Work item:
Only the lines from the one containing "Error response body" through the one containing "pub use category::ErrorCategory;" should be printed, exactly as they appear below, with both ends included.

Given data:
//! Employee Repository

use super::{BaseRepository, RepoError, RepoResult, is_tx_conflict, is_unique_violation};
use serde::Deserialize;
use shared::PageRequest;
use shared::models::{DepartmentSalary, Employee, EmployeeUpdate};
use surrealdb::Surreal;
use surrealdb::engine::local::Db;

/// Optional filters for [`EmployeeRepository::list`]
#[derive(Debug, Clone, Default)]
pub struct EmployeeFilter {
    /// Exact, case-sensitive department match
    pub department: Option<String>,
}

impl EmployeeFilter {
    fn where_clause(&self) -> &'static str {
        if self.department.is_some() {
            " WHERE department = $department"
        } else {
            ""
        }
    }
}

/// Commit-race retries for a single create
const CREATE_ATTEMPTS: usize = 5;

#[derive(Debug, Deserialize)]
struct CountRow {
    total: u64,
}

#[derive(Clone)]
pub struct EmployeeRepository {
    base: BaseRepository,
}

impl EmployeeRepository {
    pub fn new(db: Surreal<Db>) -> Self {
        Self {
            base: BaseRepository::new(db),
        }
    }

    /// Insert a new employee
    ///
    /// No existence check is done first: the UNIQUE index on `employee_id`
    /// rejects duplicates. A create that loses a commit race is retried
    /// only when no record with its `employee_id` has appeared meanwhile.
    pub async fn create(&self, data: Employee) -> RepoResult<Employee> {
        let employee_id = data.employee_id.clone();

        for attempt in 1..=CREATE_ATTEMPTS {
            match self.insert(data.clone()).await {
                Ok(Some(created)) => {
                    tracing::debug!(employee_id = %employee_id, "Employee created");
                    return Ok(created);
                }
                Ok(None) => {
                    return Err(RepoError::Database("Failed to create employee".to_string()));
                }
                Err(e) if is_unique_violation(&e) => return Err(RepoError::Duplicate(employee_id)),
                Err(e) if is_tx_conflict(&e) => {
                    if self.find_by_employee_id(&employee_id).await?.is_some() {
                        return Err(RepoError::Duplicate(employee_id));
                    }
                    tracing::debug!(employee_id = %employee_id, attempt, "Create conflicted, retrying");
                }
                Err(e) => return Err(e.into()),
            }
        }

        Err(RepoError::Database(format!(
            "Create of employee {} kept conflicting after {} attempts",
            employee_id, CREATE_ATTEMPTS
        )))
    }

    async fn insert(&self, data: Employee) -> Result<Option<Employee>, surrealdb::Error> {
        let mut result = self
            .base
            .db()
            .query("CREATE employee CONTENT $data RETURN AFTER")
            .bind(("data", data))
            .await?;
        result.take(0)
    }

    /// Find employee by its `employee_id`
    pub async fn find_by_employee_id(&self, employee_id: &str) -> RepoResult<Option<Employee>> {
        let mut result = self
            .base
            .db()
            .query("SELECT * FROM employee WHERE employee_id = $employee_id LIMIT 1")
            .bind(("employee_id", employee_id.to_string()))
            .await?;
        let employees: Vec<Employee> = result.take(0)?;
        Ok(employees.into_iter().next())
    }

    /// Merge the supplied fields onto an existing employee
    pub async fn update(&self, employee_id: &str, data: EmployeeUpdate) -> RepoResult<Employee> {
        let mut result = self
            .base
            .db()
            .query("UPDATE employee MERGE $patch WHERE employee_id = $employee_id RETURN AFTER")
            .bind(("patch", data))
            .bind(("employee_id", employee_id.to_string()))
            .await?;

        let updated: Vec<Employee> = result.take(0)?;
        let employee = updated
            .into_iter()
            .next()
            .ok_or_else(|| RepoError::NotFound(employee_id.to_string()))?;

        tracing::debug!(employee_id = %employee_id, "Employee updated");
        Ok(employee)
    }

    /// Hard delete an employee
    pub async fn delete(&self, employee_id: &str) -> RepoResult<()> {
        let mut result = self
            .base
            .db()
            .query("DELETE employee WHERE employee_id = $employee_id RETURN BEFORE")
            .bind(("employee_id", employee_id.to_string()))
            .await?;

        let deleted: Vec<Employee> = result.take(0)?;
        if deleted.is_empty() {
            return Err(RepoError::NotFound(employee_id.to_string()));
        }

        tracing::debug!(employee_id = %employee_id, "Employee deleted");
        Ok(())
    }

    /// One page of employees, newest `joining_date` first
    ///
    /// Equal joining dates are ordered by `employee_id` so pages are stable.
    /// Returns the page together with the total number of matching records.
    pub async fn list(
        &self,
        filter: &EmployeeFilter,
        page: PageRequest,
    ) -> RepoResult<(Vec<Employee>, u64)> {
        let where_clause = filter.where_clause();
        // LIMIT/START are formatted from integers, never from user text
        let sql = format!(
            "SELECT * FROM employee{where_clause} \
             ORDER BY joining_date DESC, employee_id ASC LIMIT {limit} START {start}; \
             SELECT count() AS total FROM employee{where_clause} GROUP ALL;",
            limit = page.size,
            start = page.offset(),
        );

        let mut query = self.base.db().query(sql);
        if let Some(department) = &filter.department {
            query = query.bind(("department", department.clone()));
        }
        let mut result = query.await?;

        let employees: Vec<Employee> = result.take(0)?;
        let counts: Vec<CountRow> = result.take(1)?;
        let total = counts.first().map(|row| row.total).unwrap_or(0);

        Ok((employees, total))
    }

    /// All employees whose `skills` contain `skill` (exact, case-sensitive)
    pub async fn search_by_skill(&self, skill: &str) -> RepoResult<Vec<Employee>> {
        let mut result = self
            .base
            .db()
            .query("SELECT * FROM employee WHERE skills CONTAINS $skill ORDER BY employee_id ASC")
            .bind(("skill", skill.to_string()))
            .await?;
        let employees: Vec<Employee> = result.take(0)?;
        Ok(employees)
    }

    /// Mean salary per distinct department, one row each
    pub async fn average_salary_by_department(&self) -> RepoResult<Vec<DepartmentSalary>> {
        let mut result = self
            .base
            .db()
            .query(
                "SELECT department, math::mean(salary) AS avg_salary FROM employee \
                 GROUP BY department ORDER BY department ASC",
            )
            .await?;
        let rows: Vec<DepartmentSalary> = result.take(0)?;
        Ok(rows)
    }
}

---

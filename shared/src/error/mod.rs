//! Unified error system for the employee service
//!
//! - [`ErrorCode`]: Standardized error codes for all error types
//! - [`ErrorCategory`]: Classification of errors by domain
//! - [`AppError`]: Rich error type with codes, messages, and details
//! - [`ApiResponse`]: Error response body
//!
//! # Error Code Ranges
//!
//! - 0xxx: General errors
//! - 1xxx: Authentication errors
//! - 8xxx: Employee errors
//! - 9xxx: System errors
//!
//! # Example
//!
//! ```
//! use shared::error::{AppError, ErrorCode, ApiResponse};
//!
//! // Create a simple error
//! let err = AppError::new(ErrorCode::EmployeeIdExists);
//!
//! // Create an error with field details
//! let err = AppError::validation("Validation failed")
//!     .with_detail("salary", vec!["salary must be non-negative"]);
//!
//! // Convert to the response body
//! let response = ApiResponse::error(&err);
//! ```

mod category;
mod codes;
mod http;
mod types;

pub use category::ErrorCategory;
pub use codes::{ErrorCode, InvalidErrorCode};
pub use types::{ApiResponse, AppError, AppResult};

Worked solution:
//! - [`ApiResponse`]: Error response body
//!
//! # Error Code Ranges
//!
//! - 0xxx: General errors
//! - 1xxx: Authentication errors
//! - 8xxx: Employee errors
//! - 9xxx: System errors
//!
//! # Example
//!
//! ```
//! use shared::error::{AppError, ErrorCode, ApiResponse};
//!
//! // Create a simple error
//! let err = AppError::new(ErrorCode::EmployeeIdExists);
//!
//! // Create an error with field details
//! let err = AppError::validation("Validation failed")
//!     .with_detail("salary", vec!["salary must be non-negative"]);
//!
//! // Convert to the response body
//! let response = ApiResponse::error(&err);
//! ```

mod category;
mod codes;
mod http;
mod types;

pub use category::ErrorCategory;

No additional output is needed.